Folder reads require list permission. Reading individual files may work with read-only SAS, but directory discovery, recursive reads and regex selection need list permission.

Creating an External Location

The exact SQL depends on how the storage credential is configured. The storage credential is a Unity Catalog object, not a Databricks secret scope.

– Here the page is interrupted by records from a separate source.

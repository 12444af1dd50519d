//! WorkThread - trigger-gated cooperative worker threads
//!
//! Two pieces:
//!
//! - [`Trigger`]: a named binary event flag (set / clear / peek / wait). It is
//!   the only synchronization primitive the workers use.
//! - [`Worker`]: one OS thread running a poll-loop around an injected [`Job`],
//!   with start, suspend, resume, stop and join.
//!
//! # Example
//!
//! ```rust
//! use std::time::Duration;
//! use workthread::{Tick, Worker, WorkerConfig};
//!
//! let mut worker = Worker::new(
//!     WorkerConfig::new("example", Duration::from_millis(10)),
//!     |tick: &Tick| {
//!         let _ = tick.seq;
//!     },
//! );
//! worker.start().unwrap();
//! worker.wake();
//! worker.stop();
//! worker.join().unwrap();
//! ```

mod error;
mod trigger;
mod worker;

pub use error::WorkerError;
pub use trigger::Trigger;
pub use worker::{
    DEFAULT_JOIN_WARN_FACTOR, DEFAULT_POLL_INTERVAL, Job, Tick, TickReason, Waker, Worker, WorkerConfig, WorkerState,
};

CREATE EXTERNAL LOCATION IF NOT EXISTS contractforge_blob_teste
URL 'abfss://databricksdata@generalcafe.dfs.core.windows.net/blob_teste'
WITH (STORAGE CREDENTIAL my_storage_credential);

GRANT READ FILES ON EXTERNAL LOCATION contractforge_blob_teste TO `data-engineers`;

Credential validation

Unity Catalog validates the location by trying to read and often create a validation marker. Read-only credentials can fail location creation even when file reads would work.

Multi-format examples

The connector delegates parsing to Spark readers. Keep reader options and schema explicit for formats that have ambiguous inference behavior.

CSV

source:
type: connector
connector: azure_blob
path: abfss://container@account.dfs.core.windows.net/blob_teste/csv/
format: csv
options:
header: true
read:
schema: "id STRING, amount DOUBLE"

target:
catalog: contractforge
schema: bronze_examples
table: b_blob_csv_extract

layer: bronze
mode: append

JSON

source:
type: connector
connector: azure_blob
path: abfss://container@account.dfs.core.windows.net/blob_teste/json/
format: json
read:
schema: "id STRING, payload STRUCT<a:STRING>"

target:
catalog: contractforge
schema: bronze_examples
table: b_blob_nested_json

layer: bronze
mode: append

Parquet

source:
type: connector
connector: azure_blob
path: abfss://container@account.dfs.core.windows.net/blob_teste/parquet/
format: parquet
read:
recursiveFileLookup: true

target:
catalog: contractforge
schema: bronze_examples
table: b_blob_parquet

layer: bronze
mode: append

XML

source:
type: connector
connector: azure_blob
path: abfss://container@account.dfs.core.windows.net/blob_teste/xml/
format: xml
options:
rowTag: item
read:
schema: "id STRING, amount DOUBLE"

target:
catalog: contractforge
schema: bronze_examples
table: b_blob_xml

layer: bronze
mode: append

Serverless limitation handling

ContractForge should fail clearly when a serverless/Spark Connect runtime blocks direct filesystem credential configuration. Do not depend on a hidden fallback that only works in one workspace.

SymptomLikely causeAction
Cloud storage access failure during External Location creationStorage credential cannot validate read/write/list behavior.Grant the service principal the required Azure Storage role and verify the URL prefix.
SAS works on classic but fails on serverlessServerless blocks runtime Hadoop credential configuration.Use External Location, Volume or workspace network/storage policy.
Directory read fails but single file worksSAS lacks list permission.Regenerate SAS with list permission for folder reads.
DNS/egress errorsWorkspace network cannot reach the storage endpoint.Fix firewall, public network access, private endpoint or network policy.

Operational metadata

SELECT
run_id,
source_connector,
source_path,
source_auth_redacted_json,
source_read_redacted_json,
source_metrics_json
FROM main.ops.ctrl_ingestion_runs
WHERE source_connector = 'azure_blob'
ORDER BY started_at_utc DESC;

Common issues

SymptomLikely causeAction
Access denied on serverlessDirect SAS/Hadoop config is blocked by the runtime.Use External Location, Volume or workspace network policy.
Credential validation failsThe storage credential cannot read/write the validation path.Grant the required Azure Storage role to the service principal or managed identity.
Path lists no filesWrong container, prefix or recursive lookup setting.Validate the path with a minimal listing and check folder casing.
Format parsing failsSchema/options do not match the file format.Start with a small sample and explicit schema.